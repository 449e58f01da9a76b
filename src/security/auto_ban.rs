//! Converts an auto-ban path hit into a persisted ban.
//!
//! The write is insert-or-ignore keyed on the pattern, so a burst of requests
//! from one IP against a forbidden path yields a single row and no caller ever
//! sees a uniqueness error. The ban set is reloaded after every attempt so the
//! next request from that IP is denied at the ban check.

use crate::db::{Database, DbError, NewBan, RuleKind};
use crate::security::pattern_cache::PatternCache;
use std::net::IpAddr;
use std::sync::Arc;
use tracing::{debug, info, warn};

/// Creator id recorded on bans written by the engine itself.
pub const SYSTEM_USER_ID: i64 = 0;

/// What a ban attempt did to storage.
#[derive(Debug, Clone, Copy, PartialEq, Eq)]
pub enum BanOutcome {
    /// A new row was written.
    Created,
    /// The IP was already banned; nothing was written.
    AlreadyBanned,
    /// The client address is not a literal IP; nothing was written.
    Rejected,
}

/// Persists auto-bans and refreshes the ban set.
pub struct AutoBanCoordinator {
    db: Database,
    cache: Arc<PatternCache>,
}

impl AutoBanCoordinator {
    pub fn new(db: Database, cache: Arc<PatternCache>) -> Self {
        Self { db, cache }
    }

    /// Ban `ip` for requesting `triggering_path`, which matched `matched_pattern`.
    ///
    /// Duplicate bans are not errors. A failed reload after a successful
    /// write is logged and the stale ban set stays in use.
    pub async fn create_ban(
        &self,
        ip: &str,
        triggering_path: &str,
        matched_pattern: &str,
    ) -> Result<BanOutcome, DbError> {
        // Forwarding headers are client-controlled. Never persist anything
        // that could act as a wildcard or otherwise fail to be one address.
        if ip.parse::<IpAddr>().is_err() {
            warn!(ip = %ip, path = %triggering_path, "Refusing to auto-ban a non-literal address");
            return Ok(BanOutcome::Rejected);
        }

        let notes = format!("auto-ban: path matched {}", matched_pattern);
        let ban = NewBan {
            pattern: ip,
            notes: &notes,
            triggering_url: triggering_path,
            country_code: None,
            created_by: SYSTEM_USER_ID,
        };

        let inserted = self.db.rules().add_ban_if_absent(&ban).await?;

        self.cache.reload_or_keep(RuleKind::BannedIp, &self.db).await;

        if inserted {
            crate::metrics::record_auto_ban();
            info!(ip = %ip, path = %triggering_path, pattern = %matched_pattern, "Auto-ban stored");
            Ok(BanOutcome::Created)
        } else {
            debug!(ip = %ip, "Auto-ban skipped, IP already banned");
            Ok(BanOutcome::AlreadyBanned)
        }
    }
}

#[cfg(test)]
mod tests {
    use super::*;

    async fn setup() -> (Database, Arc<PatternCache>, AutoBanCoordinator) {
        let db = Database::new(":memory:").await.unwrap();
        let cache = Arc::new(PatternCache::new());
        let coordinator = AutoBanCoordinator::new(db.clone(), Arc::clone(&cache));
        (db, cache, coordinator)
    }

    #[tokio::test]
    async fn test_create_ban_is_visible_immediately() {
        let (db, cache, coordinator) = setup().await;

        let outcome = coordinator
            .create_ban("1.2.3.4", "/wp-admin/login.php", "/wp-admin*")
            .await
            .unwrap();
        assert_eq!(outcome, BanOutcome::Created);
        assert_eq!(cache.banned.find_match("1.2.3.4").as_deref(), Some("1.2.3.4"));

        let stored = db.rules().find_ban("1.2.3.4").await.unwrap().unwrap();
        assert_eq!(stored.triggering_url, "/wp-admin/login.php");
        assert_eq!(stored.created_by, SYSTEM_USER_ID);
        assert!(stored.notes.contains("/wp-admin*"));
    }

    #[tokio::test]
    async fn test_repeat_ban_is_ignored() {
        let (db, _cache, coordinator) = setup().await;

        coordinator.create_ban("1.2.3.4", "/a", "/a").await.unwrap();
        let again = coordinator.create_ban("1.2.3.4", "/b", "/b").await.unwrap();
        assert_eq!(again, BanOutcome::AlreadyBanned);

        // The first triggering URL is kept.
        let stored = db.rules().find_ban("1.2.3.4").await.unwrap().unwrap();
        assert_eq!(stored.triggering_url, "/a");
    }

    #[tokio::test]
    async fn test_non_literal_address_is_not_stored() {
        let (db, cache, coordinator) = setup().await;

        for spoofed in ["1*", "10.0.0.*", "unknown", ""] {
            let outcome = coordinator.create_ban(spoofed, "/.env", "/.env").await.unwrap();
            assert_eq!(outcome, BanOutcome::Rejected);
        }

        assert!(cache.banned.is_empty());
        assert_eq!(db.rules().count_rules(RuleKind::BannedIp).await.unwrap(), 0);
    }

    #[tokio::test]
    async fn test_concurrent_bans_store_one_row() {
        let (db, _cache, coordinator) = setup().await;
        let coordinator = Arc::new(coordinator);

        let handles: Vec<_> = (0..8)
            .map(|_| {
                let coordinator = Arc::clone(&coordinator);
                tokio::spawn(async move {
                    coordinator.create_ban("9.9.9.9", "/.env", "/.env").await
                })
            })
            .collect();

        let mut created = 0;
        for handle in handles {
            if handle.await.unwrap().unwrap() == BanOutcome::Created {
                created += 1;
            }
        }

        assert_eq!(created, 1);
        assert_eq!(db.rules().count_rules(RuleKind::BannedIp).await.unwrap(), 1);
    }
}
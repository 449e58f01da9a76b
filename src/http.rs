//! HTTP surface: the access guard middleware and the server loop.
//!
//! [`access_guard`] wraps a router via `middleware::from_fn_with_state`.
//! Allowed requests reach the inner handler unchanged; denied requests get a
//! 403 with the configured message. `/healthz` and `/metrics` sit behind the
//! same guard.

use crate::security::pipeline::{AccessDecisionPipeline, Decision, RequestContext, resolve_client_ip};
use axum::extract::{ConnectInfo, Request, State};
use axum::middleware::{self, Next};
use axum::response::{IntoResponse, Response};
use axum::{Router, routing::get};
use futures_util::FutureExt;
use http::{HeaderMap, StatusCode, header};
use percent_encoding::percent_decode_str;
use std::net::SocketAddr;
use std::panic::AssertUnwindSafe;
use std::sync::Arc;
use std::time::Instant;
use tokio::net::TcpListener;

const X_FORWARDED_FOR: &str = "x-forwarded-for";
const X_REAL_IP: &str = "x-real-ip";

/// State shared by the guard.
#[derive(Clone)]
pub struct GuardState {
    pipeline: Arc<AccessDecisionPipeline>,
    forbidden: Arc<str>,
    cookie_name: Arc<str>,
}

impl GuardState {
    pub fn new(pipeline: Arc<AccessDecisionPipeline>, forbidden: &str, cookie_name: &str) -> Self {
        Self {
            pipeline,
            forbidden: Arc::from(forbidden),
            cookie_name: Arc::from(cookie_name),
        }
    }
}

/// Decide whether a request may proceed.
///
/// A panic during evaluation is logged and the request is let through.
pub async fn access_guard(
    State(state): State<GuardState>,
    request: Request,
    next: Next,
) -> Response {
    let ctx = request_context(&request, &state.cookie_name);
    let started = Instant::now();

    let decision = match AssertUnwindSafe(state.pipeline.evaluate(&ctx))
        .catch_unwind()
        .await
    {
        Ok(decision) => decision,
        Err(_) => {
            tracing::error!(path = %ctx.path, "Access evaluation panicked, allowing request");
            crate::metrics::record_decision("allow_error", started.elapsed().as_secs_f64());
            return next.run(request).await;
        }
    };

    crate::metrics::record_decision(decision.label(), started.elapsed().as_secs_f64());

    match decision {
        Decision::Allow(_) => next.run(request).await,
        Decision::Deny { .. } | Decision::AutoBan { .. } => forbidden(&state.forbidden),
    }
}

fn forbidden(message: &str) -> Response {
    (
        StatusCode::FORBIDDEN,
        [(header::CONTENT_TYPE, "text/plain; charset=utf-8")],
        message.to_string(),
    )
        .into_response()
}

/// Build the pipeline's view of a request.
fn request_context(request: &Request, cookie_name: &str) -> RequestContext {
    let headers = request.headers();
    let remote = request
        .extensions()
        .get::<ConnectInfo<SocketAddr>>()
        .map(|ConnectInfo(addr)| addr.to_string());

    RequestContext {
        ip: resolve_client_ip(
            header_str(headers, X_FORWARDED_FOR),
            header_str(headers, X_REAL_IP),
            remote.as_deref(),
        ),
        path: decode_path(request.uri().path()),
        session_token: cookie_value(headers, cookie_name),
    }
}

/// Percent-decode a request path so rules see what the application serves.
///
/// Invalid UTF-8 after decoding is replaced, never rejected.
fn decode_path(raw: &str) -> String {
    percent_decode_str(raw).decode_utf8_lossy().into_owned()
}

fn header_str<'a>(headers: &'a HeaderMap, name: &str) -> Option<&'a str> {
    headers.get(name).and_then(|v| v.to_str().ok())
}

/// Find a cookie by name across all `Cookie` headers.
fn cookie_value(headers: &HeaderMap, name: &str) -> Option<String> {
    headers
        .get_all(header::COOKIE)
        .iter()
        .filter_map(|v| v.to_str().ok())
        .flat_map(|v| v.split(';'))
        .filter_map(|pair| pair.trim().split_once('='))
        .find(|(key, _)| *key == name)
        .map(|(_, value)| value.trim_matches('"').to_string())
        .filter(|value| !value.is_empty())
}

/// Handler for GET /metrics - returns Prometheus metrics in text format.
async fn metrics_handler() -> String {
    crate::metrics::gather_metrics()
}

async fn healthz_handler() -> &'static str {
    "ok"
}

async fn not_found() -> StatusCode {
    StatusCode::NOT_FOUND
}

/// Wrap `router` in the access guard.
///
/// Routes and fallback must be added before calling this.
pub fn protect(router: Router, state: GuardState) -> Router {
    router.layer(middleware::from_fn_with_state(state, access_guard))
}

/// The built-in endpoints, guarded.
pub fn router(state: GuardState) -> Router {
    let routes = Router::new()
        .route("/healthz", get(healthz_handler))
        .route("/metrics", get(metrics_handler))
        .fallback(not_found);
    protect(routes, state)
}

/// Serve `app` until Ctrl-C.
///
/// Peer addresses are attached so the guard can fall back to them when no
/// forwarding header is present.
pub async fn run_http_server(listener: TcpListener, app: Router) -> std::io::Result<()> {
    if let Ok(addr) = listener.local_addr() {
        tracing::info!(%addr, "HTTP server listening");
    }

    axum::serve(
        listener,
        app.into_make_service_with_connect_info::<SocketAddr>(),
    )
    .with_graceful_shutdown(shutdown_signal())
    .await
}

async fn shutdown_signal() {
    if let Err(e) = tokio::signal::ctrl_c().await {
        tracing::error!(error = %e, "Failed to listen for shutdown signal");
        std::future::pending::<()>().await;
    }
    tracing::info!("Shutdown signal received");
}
***
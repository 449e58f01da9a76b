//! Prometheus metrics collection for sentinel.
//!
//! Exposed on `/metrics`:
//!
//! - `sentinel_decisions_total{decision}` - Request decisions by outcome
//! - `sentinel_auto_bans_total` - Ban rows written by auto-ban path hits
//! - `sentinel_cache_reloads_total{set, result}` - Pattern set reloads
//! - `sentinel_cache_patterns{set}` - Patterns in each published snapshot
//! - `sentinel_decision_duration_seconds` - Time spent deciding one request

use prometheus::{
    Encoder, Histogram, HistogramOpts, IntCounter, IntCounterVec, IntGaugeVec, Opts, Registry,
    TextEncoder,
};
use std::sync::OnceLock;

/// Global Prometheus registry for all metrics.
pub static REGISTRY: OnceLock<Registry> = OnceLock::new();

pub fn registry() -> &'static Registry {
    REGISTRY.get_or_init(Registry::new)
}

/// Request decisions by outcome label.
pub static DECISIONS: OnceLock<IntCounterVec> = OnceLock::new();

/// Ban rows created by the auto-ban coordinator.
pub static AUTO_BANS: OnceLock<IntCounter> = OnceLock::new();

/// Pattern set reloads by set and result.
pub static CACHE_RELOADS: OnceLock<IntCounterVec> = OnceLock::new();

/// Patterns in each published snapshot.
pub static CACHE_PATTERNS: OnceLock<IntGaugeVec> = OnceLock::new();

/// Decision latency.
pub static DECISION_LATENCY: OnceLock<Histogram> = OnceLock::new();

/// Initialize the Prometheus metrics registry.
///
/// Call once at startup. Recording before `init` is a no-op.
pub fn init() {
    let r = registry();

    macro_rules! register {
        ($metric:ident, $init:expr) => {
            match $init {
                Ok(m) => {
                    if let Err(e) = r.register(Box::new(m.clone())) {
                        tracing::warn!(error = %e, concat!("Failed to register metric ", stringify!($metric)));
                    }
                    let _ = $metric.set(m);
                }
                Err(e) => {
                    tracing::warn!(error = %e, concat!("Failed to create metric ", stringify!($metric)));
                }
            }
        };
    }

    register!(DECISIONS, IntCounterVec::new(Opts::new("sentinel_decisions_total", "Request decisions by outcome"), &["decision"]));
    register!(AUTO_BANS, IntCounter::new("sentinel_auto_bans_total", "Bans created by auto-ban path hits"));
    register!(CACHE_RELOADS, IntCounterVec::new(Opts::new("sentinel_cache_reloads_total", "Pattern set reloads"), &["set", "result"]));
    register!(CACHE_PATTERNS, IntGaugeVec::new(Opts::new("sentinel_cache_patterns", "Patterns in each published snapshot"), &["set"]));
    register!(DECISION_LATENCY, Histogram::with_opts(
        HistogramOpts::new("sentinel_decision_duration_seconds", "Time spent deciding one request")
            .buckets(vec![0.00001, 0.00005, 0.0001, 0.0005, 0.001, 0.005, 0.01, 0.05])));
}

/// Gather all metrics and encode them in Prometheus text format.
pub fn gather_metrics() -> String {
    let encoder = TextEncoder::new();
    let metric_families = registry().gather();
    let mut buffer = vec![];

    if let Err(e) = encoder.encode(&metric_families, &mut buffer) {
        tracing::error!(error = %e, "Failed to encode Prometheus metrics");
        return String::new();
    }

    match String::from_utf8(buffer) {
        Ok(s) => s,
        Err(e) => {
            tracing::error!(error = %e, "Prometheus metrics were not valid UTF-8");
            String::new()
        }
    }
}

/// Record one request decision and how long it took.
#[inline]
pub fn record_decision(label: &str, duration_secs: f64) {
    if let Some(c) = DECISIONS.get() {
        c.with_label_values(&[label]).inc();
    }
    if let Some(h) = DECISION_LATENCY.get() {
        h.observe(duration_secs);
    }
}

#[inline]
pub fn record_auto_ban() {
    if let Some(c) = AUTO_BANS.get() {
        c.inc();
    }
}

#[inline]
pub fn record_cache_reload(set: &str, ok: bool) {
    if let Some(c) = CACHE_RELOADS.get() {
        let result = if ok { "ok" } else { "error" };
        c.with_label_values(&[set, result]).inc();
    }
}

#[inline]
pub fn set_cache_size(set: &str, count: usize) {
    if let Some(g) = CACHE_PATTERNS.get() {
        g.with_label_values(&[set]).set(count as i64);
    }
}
***
EXERCISE INSTRUCTIONS: Establish how many lines of the data above contain "inserted". State that number and no more.

RESULT: 2